▶ [Work task]: Scan the entries below and count the lines holding the string "EmailAlreadyExists". Supply only the number.

▶ [Information shown]:
::::::

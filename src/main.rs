use std::net::SocketAddr;
use tracing_subscriber::{layer::SubscriberExt, util::SubscriberInitExt};

use signup_server::{app, open_database, AppState, Config};

#[tokio::main]
async fn main() -> anyhow::Result<()> {
    // Initialize tracing
    tracing_subscriber::registry()
        .with(
            tracing_subscriber::EnvFilter::try_from_default_env()
                .unwrap_or_else(|_| "signup_server=info,tower_http=debug".into()),
        )
        .with(tracing_subscriber::fmt::layer())
        .init();

    tracing::info!("Starting Signup Server...");

    // Load configuration
    let config = Config::from_env().map_err(|e| anyhow::anyhow!(e))?;

    tracing::info!(
        "Environment: {}, Server: {}",
        config.environment,
        config.server_address()
    );

    // Open the database and make sure the users table exists
    let db = open_database(&config.database_path).await?;

    let state = AppState::new(db, config.clone());
    let app = app(state);

    // Start server
    let addr: SocketAddr = config.server_address().parse()?;
    tracing::info!("Server listening on {}", addr);

    let listener = tokio::net::TcpListener::bind(addr).await?;
    axum::serve(listener, app).await?;

    Ok(())
}
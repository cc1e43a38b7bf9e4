use axum::{
    http::StatusCode,
    response::{IntoResponse, Response},
};
use thiserror::Error;

/// Application error type
#[derive(Error, Debug)]
pub enum AppError {
    #[error("Database error: {0}")]
    Database(#[from] sqlx::Error),

    #[error("Email already exists")]
    EmailAlreadyExists,

    #[error("Not found")]
    NotFound,
}

impl AppError {
    /// Classify an insert failure, separating UNIQUE violations from real faults
    pub fn from_insert(err: sqlx::Error) -> Self {
        match err {
            sqlx::Error::Database(ref db_err) if db_err.is_unique_violation() => {
                AppError::EmailAlreadyExists
            }
            other => AppError::Database(other),
        }
    }
}

/// Implement IntoResponse to convert AppError into HTTP responses
impl IntoResponse for AppError {
    fn into_response(self) -> Response {
        let (status, error_message) = match self {
            AppError::Database(ref e) => {
                tracing::error!("Database error: {:?}", e);
                (StatusCode::INTERNAL_SERVER_ERROR, "Internal server error")
            }
            AppError::EmailAlreadyExists => (StatusCode::CONFLICT, "Email already exists"),
            AppError::NotFound => (StatusCode::NOT_FOUND, "Not found"),
        };

        (status, error_message).into_response()
    }
}

/// Result type alias for application results
pub type Result<T> = std::result::Result<T, AppError>;
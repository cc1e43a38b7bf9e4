use axum::{
    extract::State,
    response::{Html, IntoResponse, Redirect, Response},
    Form,
};

use crate::constants::{DASHBOARD_PATH, ERR_EMAIL_EXISTS};
use crate::db::users::insert_user;
use crate::error::{AppError, Result};
use crate::models::NewUser;
use crate::routes::validation::validate_signup;
use crate::views::signup_page;
use crate::AppState;

/// Submitted signup form. Absent fields are empty strings.
#[derive(Debug, Default, PartialEq, Eq)]
pub struct SignupForm {
    pub username: String,
    pub email: String,
    pub password: String,
}

impl SignupForm {
    /// Collect the form from raw key/value pairs
    ///
    /// When a key is repeated the first value wins; unknown keys are ignored.
    pub fn from_pairs(pairs: Vec<(String, String)>) -> Self {
        let mut username = None;
        let mut email = None;
        let mut password = None;

        for (key, value) in pairs {
            let slot = match key.as_str() {
                "username" => &mut username,
                "email" => &mut email,
                "password" => &mut password,
                _ => continue,
            };
            slot.get_or_insert(value);
        }

        Self {
            username: username.unwrap_or_default(),
            email: email.unwrap_or_default(),
            password: password.unwrap_or_default(),
        }
    }
}

/// Render the empty signup form
///
/// GET /
pub async fn signup_form() -> Html<String> {
    signup_page(None)
}

/// Register a new user
///
/// Username and email are trimmed, the password is taken as-is. On success
/// the user is redirected to the dashboard; validation failures and duplicate
/// emails re-render the form with a single error message.
///
/// POST /
pub async fn signup(
    State(state): State<AppState>,
    Form(pairs): Form<Vec<(String, String)>>,
) -> Result<Response> {
    let form = SignupForm::from_pairs(pairs);
    let username = form.username.trim();
    let email = form.email.trim();

    if let Err(err) = validate_signup(username, email, &form.password) {
        tracing::debug!("Signup rejected: {}", err);
        return Ok(signup_page(Some(err.message())).into_response());
    }

    let user = NewUser::new(username, email, &form.password);

    match insert_user(&state.db, &user).await {
        Ok(id) => {
            tracing::info!(user_id = id, "New user registered");
            Ok(Redirect::to(DASHBOARD_PATH).into_response())
        }
        Err(AppError::EmailAlreadyExists) => {
            tracing::info!("Signup rejected: email already registered");
            Ok(signup_page(Some(ERR_EMAIL_EXISTS)).into_response())
        }
        Err(e) => Err(e),
    }
}

#[cfg(test)]
mod tests {
    use super::*;

    fn pairs(raw: &[(&str, &str)]) -> Vec<(String, String)> {
        raw.iter()
            .map(|(k, v)| (k.to_string(), v.to_string()))
            .collect()
    }

    #[test]
    fn test_from_pairs_collects_fields() {
        let form = SignupForm::from_pairs(pairs(&[
            ("username", "alice"),
            ("email", "alice@example.com"),
            ("password", "secret1"),
        ]));

        assert_eq!(form.username, "alice");
        assert_eq!(form.email, "alice@example.com");
        assert_eq!(form.password, "secret1");
    }

    #[test]
    fn test_from_pairs_first_value_wins() {
        let form = SignupForm::from_pairs(pairs(&[
            ("username", "a"),
            ("username", "b"),
            ("email", "a@example.com"),
            ("password", "secret1"),
            ("password", "other22"),
        ]));

        assert_eq!(form.username, "a");
        assert_eq!(form.password, "secret1");
    }

    #[test]
    fn test_from_pairs_missing_and_unknown_keys() {
        let form = SignupForm::from_pairs(pairs(&[("username", "alice"), ("extra", "x")]));

        assert_eq!(
            form,
            SignupForm {
                username: "alice".to_string(),
                ..SignupForm::default()
            }
        );
    }
}
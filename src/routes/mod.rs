pub mod dashboard;
pub mod delete;
pub mod health;
pub mod signup;
pub mod validation;

pub use dashboard::dashboard;
pub use delete::delete_user;
pub use health::health_check;
pub use signup::{signup, signup_form};
use lazy_static::lazy_static;
use regex::Regex;
use std::fmt;

use crate::constants::{
    EMAIL_PATTERN, ERR_FIELDS_REQUIRED, ERR_INVALID_EMAIL, ERR_PASSWORD_TOO_SHORT,
    MIN_PASSWORD_LENGTH,
};

/// Error type for signup validation (constrained to the checks that can fail)
#[derive(Debug, Clone, Copy, PartialEq, Eq)]
pub enum ValidationError {
    MissingFields,
    InvalidEmail,
    PasswordTooShort,
}

impl ValidationError {
    /// Message rendered above the signup form
    pub fn message(self) -> &'static str {
        match self {
            ValidationError::MissingFields => ERR_FIELDS_REQUIRED,
            ValidationError::InvalidEmail => ERR_INVALID_EMAIL,
            ValidationError::PasswordTooShort => ERR_PASSWORD_TOO_SHORT,
        }
    }
}

impl fmt::Display for ValidationError {
    fn fmt(&self, f: &mut fmt::Formatter<'_>) -> fmt::Result {
        f.write_str(self.message())
    }
}

pub fn is_valid_email(email: &str) -> bool {
    lazy_static! {
        static ref EMAIL_RE: Regex = Regex::new(EMAIL_PATTERN).unwrap();
    }
    EMAIL_RE.is_match(email)
}

/// Validate signup input, returning the first failing check
///
/// Order: presence of all fields, email shape, password length.
/// Callers are expected to have trimmed username and email already.
pub fn validate_signup(
    username: &str,
    email: &str,
    password: &str,
) -> Result<(), ValidationError> {
    if username.is_empty() || email.is_empty() || password.is_empty() {
        return Err(ValidationError::MissingFields);
    }

    if !is_valid_email(email) {
        return Err(ValidationError::InvalidEmail);
    }

    if password.chars().count() < MIN_PASSWORD_LENGTH {
        return Err(ValidationError::PasswordTooShort);
    }

    Ok(())
}

#[cfg(test)]
mod tests {
    use super::*;

    #[test]
    fn test_valid_signup() {
        assert_eq!(validate_signup("alice", "alice@example.com", "secret1"), Ok(()));
    }

    #[test]
    fn test_missing_fields() {
        let cases = [
            ("", "alice@example.com", "secret1"),
            ("alice", "", "secret1"),
            ("alice", "alice@example.com", ""),
            ("", "", ""),
        ];

        for (username, email, password) in cases {
            let err = validate_signup(username, email, password).unwrap_err();
            assert_eq!(err, ValidationError::MissingFields);
            assert_eq!(err.message(), "All fields are required.");
        }
    }

    #[test]
    fn test_missing_fields_checked_before_email() {
        // Bad email and short password, but the empty username wins
        assert_eq!(
            validate_signup("", "not-an-email", "123"),
            Err(ValidationError::MissingFields)
        );
    }

    #[test]
    fn test_invalid_email() {
        for email in [
            "plainaddress",
            "@example.com",
            "alice@",
            "alice@example",
            "alice@.",
            "alice@@example.com",
            "alice@example.",
        ] {
            assert_eq!(
                validate_signup("alice", email, "secret1"),
                Err(ValidationError::InvalidEmail),
                "expected {email:?} to be rejected"
            );
        }
        assert_eq!(
            ValidationError::InvalidEmail.to_string(),
            "Invalid email format."
        );
    }

    #[test]
    fn test_email_pattern_is_loose() {
        assert!(is_valid_email("a@b.c"));
        assert!(is_valid_email("first.last@sub.example.co.uk"));
        // Only the start of the address is anchored
        assert!(is_valid_email("a@b.c@d"));
        assert!(is_valid_email("with space@example.com"));
    }

    #[test]
    fn test_email_checked_before_password() {
        assert_eq!(
            validate_signup("alice", "bad", "123"),
            Err(ValidationError::InvalidEmail)
        );
    }

    #[test]
    fn test_password_too_short() {
        let err = validate_signup("alice", "alice@example.com", "12345").unwrap_err();
        assert_eq!(err, ValidationError::PasswordTooShort);
        assert_eq!(err.message(), "Password must be at least 6 characters.");
    }

    #[test]
    fn test_password_length_boundary() {
        assert!(validate_signup("alice", "alice@example.com", "123456").is_ok());
        // Counted in characters, not bytes
        assert_eq!(
            validate_signup("alice", "alice@example.com", "ééééé"),
            Err(ValidationError::PasswordTooShort)
        );
        assert!(validate_signup("alice", "alice@example.com", "éééééé").is_ok());
    }

    #[test]
    fn test_password_whitespace_counts() {
        assert!(validate_signup("alice", "alice@example.com", "      ").is_ok());
    }
}
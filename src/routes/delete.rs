use axum::{
    extract::{Path, State},
    response::Redirect,
};

use crate::constants::DASHBOARD_PATH;
use crate::db::users;
use crate::error::{AppError, Result};
use crate::AppState;

/// Parse a path id, accepting only plain non-negative integers
pub fn parse_user_id(raw: &str) -> Option<i64> {
    if raw.is_empty() || !raw.bytes().all(|b| b.is_ascii_digit()) {
        return None;
    }
    raw.parse().ok()
}

/// Delete a user by id
///
/// Deleting an id that does not exist is a no-op. Either way the client is
/// sent back to the dashboard. A non-numeric id is a 404.
///
/// GET /delete/:id
pub async fn delete_user(
    State(state): State<AppState>,
    Path(raw_id): Path<String>,
) -> Result<Redirect> {
    let id = parse_user_id(&raw_id).ok_or(AppError::NotFound)?;

    let removed = users::delete_user(&state.db, id).await?;
    if removed > 0 {
        tracing::info!(user_id = id, "User deleted");
    } else {
        tracing::debug!(user_id = id, "Delete requested for unknown user");
    }

    Ok(Redirect::to(DASHBOARD_PATH))
}

#[cfg(test)]
mod tests {
    use super::*;

    #[test]
    fn test_parse_user_id() {
        assert_eq!(parse_user_id("1"), Some(1));
        assert_eq!(parse_user_id("0042"), Some(42));
        assert_eq!(parse_user_id(""), None);
        assert_eq!(parse_user_id("-1"), None);
        assert_eq!(parse_user_id("+1"), None);
        assert_eq!(parse_user_id("abc"), None);
        assert_eq!(parse_user_id("1.5"), None);
        // Overflows i64
        assert_eq!(parse_user_id("99999999999999999999"), None);
    }
}
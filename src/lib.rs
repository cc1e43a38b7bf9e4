//! Signup Server Library
//!
//! A small user registration site: a signup form, a dashboard listing every
//! registered user, and per-user deletion, backed by a single SQLite table.

pub mod config;
pub mod constants;
pub mod db;
pub mod error;
pub mod models;
pub mod routes;
pub mod security;
pub mod views;

pub use config::Config;
pub use db::{open_database, Db};
pub use error::{AppError, Result};

use axum::{routing::get, Router};
use tower_http::trace::TraceLayer;

use crate::constants::{DASHBOARD_PATH, SIGNUP_PATH};
use crate::routes::{dashboard, delete_user, health_check, signup, signup_form};

/// Application state shared across all handlers
#[derive(Clone)]
pub struct AppState {
    pub db: Db,
    pub config: Config,
}

impl AppState {
    /// Create a new AppState with the given database and configuration
    pub fn new(db: Db, config: Config) -> Self {
        Self { db, config }
    }
}

/// Build the application router
pub fn app(state: AppState) -> Router {
    let log_requests = state.config.log_requests;

    let router = Router::new()
        .route(SIGNUP_PATH, get(signup_form).post(signup))
        .route(DASHBOARD_PATH, get(dashboard))
        .route("/delete/:id", get(delete_user))
        .route("/health", get(health_check))
        .with_state(state);

    if log_requests {
        router.layer(TraceLayer::new_for_http())
    } else {
        router
    }
}
pub mod pool;
pub mod schema;
pub mod users;

use sqlx::SqlitePool;
use std::path::Path;

pub use pool::create_pool;

/// Database handle type (a cloneable connection pool shared across handlers)
pub type Db = SqlitePool;

/// Open or create the SQLite database at the given path
///
/// Creates the `users` table on first run. Any failure here is fatal to startup.
pub async fn open_database(path: impl AsRef<Path>) -> Result<Db, sqlx::Error> {
    let path = path.as_ref();
    tracing::info!("Opening database at: {:?}", path);

    // Create parent directory if it doesn't exist
    if let Some(parent) = path.parent() {
        if !parent.as_os_str().is_empty() && !parent.exists() {
            std::fs::create_dir_all(parent).map_err(|e| {
                tracing::error!("Failed to create database directory: {}", e);
                sqlx::Error::Io(e)
            })?;
        }
    }

    let pool = create_pool(path).await?;
    schema::init_schema(&pool).await?;

    tracing::info!("Database initialized successfully");

    Ok(pool)
}
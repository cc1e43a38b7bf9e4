use std::env;

/// Application configuration loaded from environment variables
#[derive(Debug, Clone)]
pub struct Config {
    pub server_host: String,
    pub server_port: u16,
    pub database_path: String,
    pub environment: String,
    pub log_requests: bool,
}

impl Default for Config {
    fn default() -> Self {
        Config {
            server_host: "127.0.0.1".to_string(),
            server_port: 5000,
            database_path: "users.db".to_string(),
            environment: "development".to_string(),
            log_requests: true,
        }
    }
}

impl Config {
    /// Load configuration from environment variables
    pub fn from_env() -> Result<Self, String> {
        // Load .env file if it exists (development)
        dotenvy::dotenv().ok();

        Self::from_lookup(|key| env::var(key).ok())
    }

    /// Build a configuration from an arbitrary key lookup, falling back to defaults
    pub fn from_lookup<F>(lookup: F) -> Result<Self, String>
    where
        F: Fn(&str) -> Option<String>,
    {
        let defaults = Config::default();

        let server_host = lookup("SERVER_HOST").unwrap_or(defaults.server_host);

        let server_port = match lookup("SERVER_PORT") {
            Some(raw) => raw.trim().parse().map_err(|_| "Invalid SERVER_PORT")?,
            None => defaults.server_port,
        };

        let database_path = lookup("DATABASE_PATH").unwrap_or(defaults.database_path);

        let environment = lookup("ENVIRONMENT").unwrap_or(defaults.environment);

        let log_requests = match lookup("LOG_REQUESTS") {
            Some(raw) => parse_bool(&raw).ok_or("Invalid LOG_REQUESTS")?,
            None => defaults.log_requests,
        };

        Ok(Config {
            server_host,
            server_port,
            database_path,
            environment,
            log_requests,
        })
    }

    /// Get server address as string
    pub fn server_address(&self) -> String {
        format!("{}:{}", self.server_host, self.server_port)
    }
}

fn parse_bool(raw: &str) -> Option<bool> {
    match raw.trim().to_ascii_lowercase().as_str() {
        "1" | "true" | "yes" | "on" => Some(true),
        "0" | "false" | "no" | "off" => Some(false),
        _ => None,
    }
}

#[cfg(test)]
mod tests {
    use super::*;
    use std::collections::HashMap;

    fn lookup_from(pairs: &[(&str, &str)]) -> impl Fn(&str) -> Option<String> {
        let map: HashMap<String, String> = pairs
            .iter()
            .map(|(k, v)| (k.to_string(), v.to_string()))
            .collect();
        move |key| map.get(key).cloned()
    }

    #[test]
    fn test_defaults_match_hardcoded_behaviour() {
        let config = Config::from_lookup(|_| None).unwrap();

        assert_eq!(config.server_address(), "127.0.0.1:5000");
        assert_eq!(config.database_path, "users.db");
        assert_eq!(config.environment, "development");
        assert!(config.log_requests);
    }

    #[test]
    fn test_overrides() {
        let config = Config::from_lookup(lookup_from(&[
            ("SERVER_HOST", "0.0.0.0"),
            ("SERVER_PORT", "8080"),
            ("DATABASE_PATH", "./data/app.db"),
            ("ENVIRONMENT", "production"),
            ("LOG_REQUESTS", "off"),
        ]))
        .unwrap();

        assert_eq!(config.server_address(), "0.0.0.0:8080");
        assert_eq!(config.database_path, "./data/app.db");
        assert_eq!(config.environment, "production");
        assert!(!config.log_requests);
    }

    #[test]
    fn test_invalid_port_is_rejected() {
        let err = Config::from_lookup(lookup_from(&[("SERVER_PORT", "eighty")])).unwrap_err();
        assert_eq!(err, "Invalid SERVER_PORT");
    }

    #[test]
    fn test_invalid_log_requests_is_rejected() {
        let err = Config::from_lookup(lookup_from(&[("LOG_REQUESTS", "maybe")])).unwrap_err();
        assert_eq!(err, "Invalid LOG_REQUESTS");
    }
}
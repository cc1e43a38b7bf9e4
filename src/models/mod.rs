pub mod user;

pub use user::{NewUser, User};
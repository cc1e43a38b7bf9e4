use sha2::{Digest, Sha256};

/// Compute the stored digest of a password
///
/// Returns the SHA-256 of the UTF-8 bytes as 64 lowercase hex characters.
/// No salt and a single round: equal passwords always yield equal digests.
pub fn hash_password(password: &str) -> String {
    let mut hasher = Sha256::new();
    hasher.update(password.as_bytes());
    hex::encode(hasher.finalize())
}
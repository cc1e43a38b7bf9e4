use sqlx::SqlitePool;

use crate::error::{AppError, Result};
use crate::models::{NewUser, User};

/// Insert a user and return the id assigned by the store
///
/// A duplicate email surfaces as `AppError::EmailAlreadyExists`.
pub async fn insert_user(pool: &SqlitePool, user: &NewUser) -> Result<i64> {
    let result = sqlx::query("INSERT INTO users (username, email, password) VALUES (?, ?, ?)")
        .bind(&user.username)
        .bind(&user.email)
        .bind(&user.password_hash)
        .execute(pool)
        .await
        .map_err(AppError::from_insert)?;

    Ok(result.last_insert_rowid())
}

/// All users in the store's natural (insertion) order. Passwords are not read.
pub async fn list_users(pool: &SqlitePool) -> Result<Vec<User>> {
    let users = sqlx::query_as::<_, User>("SELECT id, username, email FROM users")
        .fetch_all(pool)
        .await?;

    Ok(users)
}

/// Delete a user by id, returning how many rows were removed (0 or 1)
pub async fn delete_user(pool: &SqlitePool, id: i64) -> Result<u64> {
    let result = sqlx::query("DELETE FROM users WHERE id = ?")
        .bind(id)
        .execute(pool)
        .await?;

    Ok(result.rows_affected())
}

::::::

▶ [Reply to the exercise]: 5